The overall prevalence of MDR isolates in the present study was 81.1% in S. aureus, 97.4% in MRSA, and 69.7% in MSSA. Moreover, high levels of MDR have been reported in S. aureus by Siddiqui et al (68%) and in MRSA isolates by Fluit et al (87%) and Pandey et al (75.9%), but their figures were lower compared to our data (6,37,74). The study by Kim et al found that the majority of MRSA (97.7%, 429 out of 439 isolates) were MDR, which is similar to our findings (55).
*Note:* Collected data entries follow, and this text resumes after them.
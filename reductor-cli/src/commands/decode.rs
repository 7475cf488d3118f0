//! The `decode` command: persisted sequence in, one integer per line out.

use std::io::Write;

use reductor::Element;

use crate::config::{ElementWidth, Settings};
use crate::error::Error;
use crate::wire;

use super::SequenceInput;

/// Decodes the persisted sequence in `bytes` and writes its elements to
/// `output`, one per line. Returns the number of elements written.
pub fn run<W: Write>(bytes: &[u8], width: ElementWidth, output: &mut W) -> Result<usize, Error> {
    match width {
        ElementWidth::W32 => write_values::<u32, W>(bytes, output),
        ElementWidth::W64 => write_values::<u64, W>(bytes, output),
    }
}

/// Runs the command against the file named in `args`, printing to stdout.
pub fn execute(args: &SequenceInput, settings: &Settings) -> Result<usize, Error> {
    let width = args.width.unwrap_or(settings.codec.element_width);
    let bytes = std::fs::read(&args.input)?;

    let mut stdout = std::io::BufWriter::new(std::io::stdout().lock());
    let written = run(&bytes, width, &mut stdout)?;
    stdout.flush()?;

    tracing::debug!(input = %args.input.display(), written, "decoded sequence");
    Ok(written)
}

fn write_values<T: Element, W: Write>(bytes: &[u8], output: &mut W) -> Result<usize, Error> {
    let sequence = wire::from_bytes::<T>(bytes)?;

    for value in &sequence {
        writeln!(output, "{value}")?;
    }

    Ok(sequence.len())
}

#[cfg(test)]
mod tests {
    use assert_matches::assert_matches;
    use rand::rngs::StdRng;
    use rand::SeedableRng;
    use reductor::testing::unsorted_postings;
    use reductor::CompressedSequence;

    use super::*;

    fn decode_to_string(bytes: &[u8], width: ElementWidth) -> Result<String, Error> {
        let mut output = Vec::new();
        run(bytes, width, &mut output)?;
        Ok(String::from_utf8(output).unwrap())
    }

    #[test]
    fn prints_one_value_per_line() {
        let sequence = CompressedSequence::encode(&[102u32, 100, 110, 108, 104]).unwrap();
        let bytes = wire::to_bytes(&sequence).unwrap();

        let text = decode_to_string(&bytes, ElementWidth::W32).unwrap();
        assert_eq!(text, "102\n100\n110\n108\n104\n");
    }

    #[test]
    fn empty_sequence_prints_nothing() {
        let bytes = wire::to_bytes(&CompressedSequence::<u64>::default()).unwrap();
        assert_eq!(decode_to_string(&bytes, ElementWidth::W64).unwrap(), "");
    }

    #[test]
    fn random_sequence_survives_text_output() {
        let mut rng = StdRng::seed_from_u64(46);
        let values: Vec<u64> = unsorted_postings(&mut rng, 500);
        let bytes = wire::to_bytes(&CompressedSequence::encode(&values).unwrap()).unwrap();

        let text = decode_to_string(&bytes, ElementWidth::W64).unwrap();
        let parsed: Vec<u64> = text.lines().map(|line| line.parse().unwrap()).collect();
        assert_eq!(parsed, values);
    }

    #[test]
    fn wrong_width_is_detected() {
        // The 32-bit layout is shorter than a 64-bit header.
        let sequence = CompressedSequence::encode_sorted(&[100u32, 102, 104, 108, 110]).unwrap();
        let bytes = wire::to_bytes(&sequence).unwrap();

        assert_matches!(
            decode_to_string(&bytes, ElementWidth::W64),
            Err(Error::Truncated { expected: 14, actual: 12 })
        );
    }

    #[test]
    fn execute_reads_input_file() {
        let dir = tempfile::tempdir().unwrap();
        let path = dir.path().join("postings.rdc");
        let sequence = CompressedSequence::encode(&[7u32, 3, 11]).unwrap();
        std::fs::write(&path, wire::to_bytes(&sequence).unwrap()).unwrap();

        let args = SequenceInput { input: path, width: None };
        let written = execute(&args, &crate::commands::default_settings()).unwrap();
        assert_eq!(written, 3);
    }

    #[test]
    fn execute_reports_missing_file() {
        let dir = tempfile::tempdir().unwrap();
        let args = SequenceInput {
            input: dir.path().join("missing.rdc"),
            width: None,
        };

        assert_matches!(
            execute(&args, &crate::commands::default_settings()),
            Err(Error::Io(_))
        );
    }
}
Elevated rates of MDR generally emerge from diverse isolates of S. aureus under antimicrobial pressure caused by the intensive use of topical and systemic antimicrobial agents, which produce a highly selective pressure for the antibiotic-resistant bacterial clones or due to widespread person-to-person transmission of MDR isolates (55,73).


Conclusion

In summary, the findings of this study showed a high prevalence of MRSA among the clinical S. aureus isolates from tertiary care hospitals in this region. Among the studied clinical specimens, the highest frequency of both MRSA and MSSA was isolated from pus and the least from urine. All the S. aureus isolates, including MRSA, were sensitive to vancomycin and linezolid, and the majority was susceptible to rifampicin, gentamicin, and cotrimoxazole; in addition, the MSSA exhibited high sensitivity to meropenem, cefoxitin, cloxacillin, and ceftriaxone, making them suitable options for therapy when indicated. MRSA was significantly more resistant to antibiotics than MSSA, and the prevalence of MDR was alarmingly high, detected in almost all MRSA and a considerable percentage of MSSA.

The information obtained from this study could serve as a guideline for physicians in the region to select the appropriate antibiotic for empirical and treatment purposes. The study also highlights the need to formulate and adhere to definite antibiotic policy, conduct regular surveillance studies, track emerging drug-resistance patterns, and implement effective infection prevention and control practices to combat antibiotic resistance and curb the spread of MRSA and MDR in S. aureus in the environment.


Acknowledgements

We are grateful to the Microbiology Departments of BSMMU, DMC, and BIRDEM for their cooperation during the study. This research work was funded by the Research Grant for Students of BSMMU.


Authors’ Contribution

Conceptualization: Fatema Mohammad Alam.

Data collection: Fatema Mohammad Alam, Aysha Khatun.

Formal Analysis: Fatema Mohammad Alam, Ahmed Abu Saleh.

Funding acquisition: Fatema Mohammad Alam.

Investigation: Fatema Mohammad Alam.

Methodology: Fatema Mohammad Alam, Aysha Khatun.

Project administration: Fatema Mohammad Alam, Ahmed Abu Saleh.

Resources: Fatema Mohammad Alam, Ahmed Abu Saleh.

Software: Fatema Mohammad Alam, Abdur Rahman Mohammad Alam, Nabila Afroze.

Supervision: Fatema Mohammad Alam, Ahmed Abu Saleh, Sanjida Khondakar Setu.

Validation: Fatema Mohammad Alam, Tamanna Tasnim, Sonia Afroz, Abdur Rahman Mohammad Alam, Nabila Afroze, Sanjida Khondakar Setu, Ahmed Abu Saleh.

Writing the original draft: Fatema Mohammad Alam.


Competing Interests

There is no conflict of interests as stated by the authors.


Ethical Approval

Ethical approval for this study was granted by the Institutional Review Board of BSMMU with process number: BSMMU/2016/8045, and informed consent was not required for this study.